Die neue Nutzung des Turmes wird volumetrisch über eine Überformung durch die Spiralform vermittelt. Dennoch bleibt die ursprüngliche Struktur von außen erkenntlich. Ein Netzvorhang ist vor die Struktur gespannt, welcher nach oben hin ausläuft. So wird der Fokus des Bauwerkes auf die ehemalige Aussichtsplattform gelenkt und ein angemessener Umgang mit dem Bestand gefunden.
Um die Eigenständigkeit des Turmes im Kontext zu bewahren sowie sich im landschaftlichen Kontext zurückzunehmen, wurde das Sockelgeschoss mit dem notwendigen Nutzen in den Boden abgesenkt.

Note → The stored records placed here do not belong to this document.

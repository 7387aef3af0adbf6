//! Producer-process bridge.
//!
//! Owns the hand-tracker child process and the path from its output
//! streams to the frame loop:
//!
//! 1. [`supervisor`] - process launch, shutdown, and status
//! 2. [`stream_reader`] - background line loops over stdout/stderr
//! 3. [`latest`] - latest-wins hand-off to the frame loop
//!
//! # Architecture
//!
//! ```text
//! tracker ──► stdout reader ──► LatestStore ──► frame loop
//!    │    └─► stderr reader ──► diagnostic log
//!    └─ SupervisorHandle (start/stop, ProducerStatus watch)
//! ```
//!
//! The readers run as detached tokio tasks for the lifetime of the
//! child process. Shutdown kills the child and lets end-of-stream end
//! the loops; the tasks are never joined.

pub mod error;
pub mod latest;
pub mod stream_reader;
pub mod supervisor;

pub use error::SupervisorError;
pub use latest::LatestStore;
pub use supervisor::{ProducerStatus, SupervisorHandle};
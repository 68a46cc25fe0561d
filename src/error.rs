use thiserror::Error;

use crate::model::WorkOrderId;

/// Errors surfaced by the scheduling engine.
///
/// Resize rejections are not errors (see [`crate::grid::resize::ResizeOutcome`]);
/// they are a normal "no change happened" result.
#[derive(Debug, Clone, PartialEq, Eq, Error)]
pub enum EngineError {
    /// A wall-clock string was not "HH:MM" with a valid hour and minute.
    #[error("malformed time string: {input:?}")]
    Format { input: String },

    /// `ascend_to` was called with a work order that is not on the current
    /// breadcrumb path. The UI only offers breadcrumb entries as targets, so
    /// this indicates a caller bug rather than a user mistake.
    #[error("work order {id} is not on the breadcrumb path")]
    Navigation { id: WorkOrderId },
}
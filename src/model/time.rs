//! Time-slot math and wall-clock string parsing.
//!
//! The engine keeps wall-clock times as "HH:MM" strings and does all
//! arithmetic in minutes since midnight. The schedule grid is divided into
//! fixed 15-minute slots identified by their start minute (0, 15, 30, 45
//! past each hour).

use chrono::{Datelike, Duration, NaiveDate};

use crate::error::EngineError;

/// Width of one schedule slot in minutes.
pub const SLOT_MINUTES: i32 = 15;

/// Minutes in a day; valid minute-of-day values are `0..MINUTES_PER_DAY`.
pub const MINUTES_PER_DAY: i32 = 24 * 60;

/// Parse "HH:MM" to minutes since midnight, in [0, 1439].
pub fn time_to_minutes(time: &str) -> Result<i32, EngineError> {
    let malformed = || EngineError::Format {
        input: time.to_string(),
    };

    let (hours_part, minutes_part) = time.split_once(':').ok_or_else(malformed)?;
    let hours: i32 = hours_part.parse().map_err(|_| malformed())?;
    let minutes: i32 = minutes_part.parse().map_err(|_| malformed())?;

    if !(0..24).contains(&hours) || !(0..60).contains(&minutes) {
        return Err(malformed());
    }

    Ok(hours * 60 + minutes)
}

/// Format minutes since midnight as zero-padded "HH:MM".
/// Inverse of [`time_to_minutes`] for inputs in [0, 1439].
pub fn minutes_to_time(minutes: i32) -> String {
    format!("{:02}:{:02}", minutes / 60, minutes % 60)
}

/// The start minute of the slot containing `minutes` (floor to a multiple
/// of 15). This single value decides which slot owns an entry.
pub fn slot_start(minutes: i32) -> i32 {
    (minutes / SLOT_MINUTES) * SLOT_MINUTES
}

/// Number of 15-minute slot rows a duration spans visually (round up).
/// Used for render height only, never for slot ownership.
pub fn slots_spanned(duration_minutes: i32) -> i32 {
    (duration_minutes + SLOT_MINUTES - 1) / SLOT_MINUTES
}

/// Monday of the week containing `date`.
pub fn week_start(date: NaiveDate) -> NaiveDate {
    let days_from_monday = date.weekday().num_days_from_monday();
    date - Duration::days(days_from_monday as i64)
}

/// Parse a user-entered start time (e.g. "9:00am", "14:30", "2pm", "9") to
/// canonical "HH:MM", snapped down to a 15-minute boundary.
/// Returns None on garbage input.
pub fn parse_time_input(input: &str) -> Option<String> {
    let input = input.trim().to_lowercase();
    if input.is_empty() {
        return None;
    }

    // Check for am/pm suffix
    let (time_part, is_pm) = if let Some(stripped) = input.strip_suffix("pm") {
        (stripped, true)
    } else if let Some(stripped) = input.strip_suffix("am") {
        (stripped, false)
    } else if let Some(stripped) = input.strip_suffix('p') {
        (stripped, true)
    } else if let Some(stripped) = input.strip_suffix('a') {
        (stripped, false)
    } else {
        (input.as_str(), false) // 24-hour format assumed
    };

    let time_part = time_part.trim();

    // Parse hour and optional minute
    let (hour, minute) = if let Some((h, m)) = time_part.split_once(':') {
        (h.parse::<i32>().ok()?, m.parse::<i32>().ok()?)
    } else {
        (time_part.parse::<i32>().ok()?, 0)
    };

    // Convert to 24-hour if am/pm was given; 12am is midnight
    let hour_24 = if is_pm && hour < 12 {
        hour + 12
    } else if !is_pm && hour == 12 && input.contains('a') {
        0
    } else {
        hour
    };

    if !(0..24).contains(&hour_24) || !(0..60).contains(&minute) {
        return None;
    }

    Some(minutes_to_time(slot_start(hour_24 * 60 + minute)))
}

/// Parse a user-entered duration ("1h 30m", "1.5h", "90m", bare numbers)
/// to minutes, snapped up to a positive multiple of 15.
/// Returns None on garbage or zero.
pub fn parse_duration_input(input: &str) -> Option<i32> {
    let input = input.trim().to_lowercase();
    if input.is_empty() {
        return None;
    }

    let mut total_minutes: f32 = 0.0;
    let mut current_num = String::new();
    let mut has_unit = false;

    for c in input.chars() {
        if c.is_ascii_digit() || c == '.' {
            current_num.push(c);
        } else if c == 'h' {
            if let Ok(hours) = current_num.parse::<f32>() {
                total_minutes += hours * 60.0;
                has_unit = true;
            }
            current_num.clear();
        } else if c == 'm' {
            if let Ok(mins) = current_num.parse::<f32>() {
                total_minutes += mins;
                has_unit = true;
            }
            current_num.clear();
        } else if c.is_whitespace() {
            // ignore whitespace
        } else {
            return None; // invalid character
        }
    }

    // Handle trailing number without unit
    if !current_num.is_empty() {
        if let Ok(num) = current_num.parse::<f32>() {
            if has_unit {
                // Units already consumed, a trailing bare number is invalid
                return None;
            }
            // Bare number: decimals are hours; small integers are hours
            // (nobody logs 3 minutes), 9+ are minutes
            if current_num.contains('.') {
                total_minutes = num * 60.0;
            } else if (1.0..=8.0).contains(&num) {
                total_minutes = num * 60.0;
            } else {
                total_minutes = num;
            }
        }
    }

    let minutes = total_minutes.round() as i32;
    if minutes <= 0 {
        return None;
    }

    Some(slots_spanned(minutes) * SLOT_MINUTES)
}

/// Format minutes as "Xh Ym".
pub fn format_duration(minutes: i32) -> String {
    let hours = minutes / 60;
    let mins = minutes % 60;

    if hours > 0 && mins > 0 {
        format!("{}h {}m", hours, mins)
    } else if hours > 0 {
        format!("{}h", hours)
    } else if mins > 0 {
        format!("{}m", mins)
    } else {
        "0m".to_string()
    }
}

#[cfg(test)]
mod tests {
    use rstest::rstest;

    use super::*;

    #[test]
    fn minutes_round_trip() {
        for m in 0..MINUTES_PER_DAY {
            assert_eq!(time_to_minutes(&minutes_to_time(m)).unwrap(), m);
        }
    }

    #[rstest]
    #[case("")]
    #[case("0900")]
    #[case("ab:cd")]
    #[case("24:00")]
    #[case("10:60")]
    #[case("-1:30")]
    #[case("10:30:00")]
    fn rejects_malformed_times(#[case] input: &str) {
        assert!(matches!(
            time_to_minutes(input),
            Err(EngineError::Format { .. })
        ));
    }

    #[rstest]
    #[case("09:05", 545)]
    #[case("00:00", 0)]
    #[case("23:45", 1425)]
    fn parses_valid_times(#[case] input: &str, #[case] expected: i32) {
        assert_eq!(time_to_minutes(input).unwrap(), expected);
    }

    #[test]
    fn slot_start_floors_to_quarter_hour() {
        assert_eq!(slot_start(545), 540); // 09:05 belongs to the 09:00 slot
        assert_eq!(slot_start(540), 540);
        assert_eq!(slot_start(554), 540);
        assert_eq!(slot_start(555), 555);
        assert_eq!(slot_start(0), 0);
    }

    #[test]
    fn slots_spanned_rounds_up() {
        assert_eq!(slots_spanned(60), 4);
        assert_eq!(slots_spanned(61), 5);
        assert_eq!(slots_spanned(15), 1);
        assert_eq!(slots_spanned(1), 1);
    }

    #[test]
    fn week_start_is_monday() {
        let wed = NaiveDate::from_ymd_opt(2025, 1, 8).unwrap();
        let mon = NaiveDate::from_ymd_opt(2025, 1, 6).unwrap();
        assert_eq!(week_start(wed), mon);
        assert_eq!(week_start(mon), mon);
        // Sunday belongs to the week starting the previous Monday
        let sun = NaiveDate::from_ymd_opt(2025, 1, 12).unwrap();
        assert_eq!(week_start(sun), mon);
    }

    #[rstest]
    #[case("9", "09:00")]
    #[case("9:30", "09:30")]
    #[case("2pm", "14:00")]
    #[case("12am", "00:00")]
    #[case("12pm", "12:00")]
    #[case("14:37", "14:30")] // snapped down to the slot boundary
    #[case("  8:05 AM ", "08:00")]
    fn parses_time_input(#[case] input: &str, #[case] expected: &str) {
        assert_eq!(parse_time_input(input).as_deref(), Some(expected));
    }

    #[rstest]
    #[case("")]
    #[case("25:00")]
    #[case("noon")]
    fn rejects_time_input(#[case] input: &str) {
        assert_eq!(parse_time_input(input), None);
    }

    #[rstest]
    #[case("1h 30m", 90)]
    #[case("1.5h", 90)]
    #[case("90m", 90)]
    #[case("2", 120)] // small bare integers are hours
    #[case("45", 45)] // larger bare integers are minutes
    #[case("20m", 30)] // snapped up to a slot multiple
    fn parses_duration_input(#[case] input: &str, #[case] expected: i32) {
        assert_eq!(parse_duration_input(input), Some(expected));
    }

    #[rstest]
    #[case("")]
    #[case("0m")]
    #[case("1h oops")]
    #[case("1h 5")]
    fn rejects_duration_input(#[case] input: &str) {
        assert_eq!(parse_duration_input(input), None);
    }

    #[test]
    fn formats_durations() {
        assert_eq!(format_duration(90), "1h 30m");
        assert_eq!(format_duration(120), "2h");
        assert_eq!(format_duration(45), "45m");
        assert_eq!(format_duration(0), "0m");
    }
}
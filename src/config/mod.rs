use anyhow::{Context, Result};
use directories::ProjectDirs;
use serde::{Deserialize, Serialize};
use std::fs;
use std::path::PathBuf;

use crate::grid::DEFAULT_DAY_TARGET_MINUTES;

#[derive(Debug, Clone, Copy, PartialEq, Eq, Serialize, Deserialize, Default)]
pub enum ViewMode {
    #[default]
    List,        // Flat list of the current level's work orders
    Schedule,    // Weekly timesheet grid
}

/// Engine tuning knobs, persisted as JSON in the platform config directory.
#[derive(Debug, Clone, Serialize, Deserialize)]
pub struct Config {
    #[serde(default = "default_day_target_minutes")]
    pub day_target_minutes: i32,
    #[serde(default = "default_schedule_start_hour")]
    pub schedule_start_hour: u8,
    #[serde(default = "default_schedule_end_hour")]
    pub schedule_end_hour: u8,
    /// Show Sat/Sun columns even when they hold no entries.
    #[serde(default)]
    pub always_show_weekends: bool,
    #[serde(default)]
    pub view_mode: ViewMode,
    /// Simulated latency for deferred save/delete, in milliseconds.
    #[serde(default = "default_save_latency_ms")]
    pub save_latency_ms: u64,
}

fn default_day_target_minutes() -> i32 {
    DEFAULT_DAY_TARGET_MINUTES
}

fn default_schedule_start_hour() -> u8 {
    6  // 6am
}

fn default_schedule_end_hour() -> u8 {
    20  // 8pm
}

fn default_save_latency_ms() -> u64 {
    400
}

impl Default for Config {
    fn default() -> Self {
        Self {
            day_target_minutes: DEFAULT_DAY_TARGET_MINUTES,
            schedule_start_hour: 6,
            schedule_end_hour: 20,
            always_show_weekends: false,
            view_mode: ViewMode::List,
            save_latency_ms: 400,
        }
    }
}

impl Config {
    pub fn load() -> Result<Self> {
        let config_path = Self::config_path()?;

        if config_path.exists() {
            let contents = fs::read_to_string(&config_path)
                .context("Failed to read config file")?;
            serde_json::from_str(&contents)
                .context("Failed to parse config file")
        } else {
            Ok(Config::default())
        }
    }

    pub fn save(&self) -> Result<()> {
        let config_path = Self::config_path()?;

        // Ensure directory exists
        if let Some(parent) = config_path.parent() {
            fs::create_dir_all(parent)?;
        }

        let contents = serde_json::to_string_pretty(self)?;
        fs::write(&config_path, contents)?;

        Ok(())
    }

    fn config_path() -> Result<PathBuf> {
        let proj_dirs = ProjectDirs::from("dev", "workgrid", "workgrid")
            .context("Could not determine config directory")?;
        Ok(proj_dirs.config_dir().join("config.json"))
    }
}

Eine Schneise zieht sich durch den Sockel, welche symbolisch die ehemalige Teilung des Landes widerspiegeln soll. Der Turm befindet sich als verbindendes Element in der Mitte dieser Schneise. Diese definieren beidseitig die zwei Zugänge, welche durch Rampen barrierefrei ausgebildet sind. Das Sockelgeschoss wird in zwei Elemente geteilt. Der nördliche Teil, welcher in den Hang eingelassen ist, beherbergt das Museumsarchiv. Durch seine topografische Position ist dieser Bauteil prädestiniert für diese Nutzung, die der Öffentlichkeit zugänglich gemacht wird, um einen Wissensaustausch zu gewährleisten. Der südliche Teil schiebt sich aus dem Hang und generiert ein Geschoss, das sich zur abfallenden Topografie hin öffnet. Dieser Teil des Gebäudes beherbergt Shop/Kasse, Multifunktionsraum sowie interne Büros und Mitarbeiterräume. Die Räumlichkeiten können dabei durch die Öffnung aus dem Hang mit dem Außenbereich in Verbindung treten.
Die Struktur der bestehenden Sanitäranlage wird aufgegriffen und zu einem Fahrradverleih umfunktioniert. Gleichzeitig soll der Gasthof mit minimalen Eingriffen im Außenbereich zusätzlich ein Café beherbergen, da die benötigte Infrastruktur bereits vorhanden ist.
Die Außenraumgestaltung ist als Parkanlage ausgebildet, um so auch der Bevölkerung in Sulzdorf einen Mehrwert zu bieten. Durch raumaktivierende Elemente wie Sitzmöglichkeiten, Liegen, Infotafeln und Vesperplätze erfährt der Außenraum eine Belebung. Das Gründach lädt zum Erleben der Landschaft ein. Das Areal um den Bayernturm erfährt somit eine starke Aufwertung.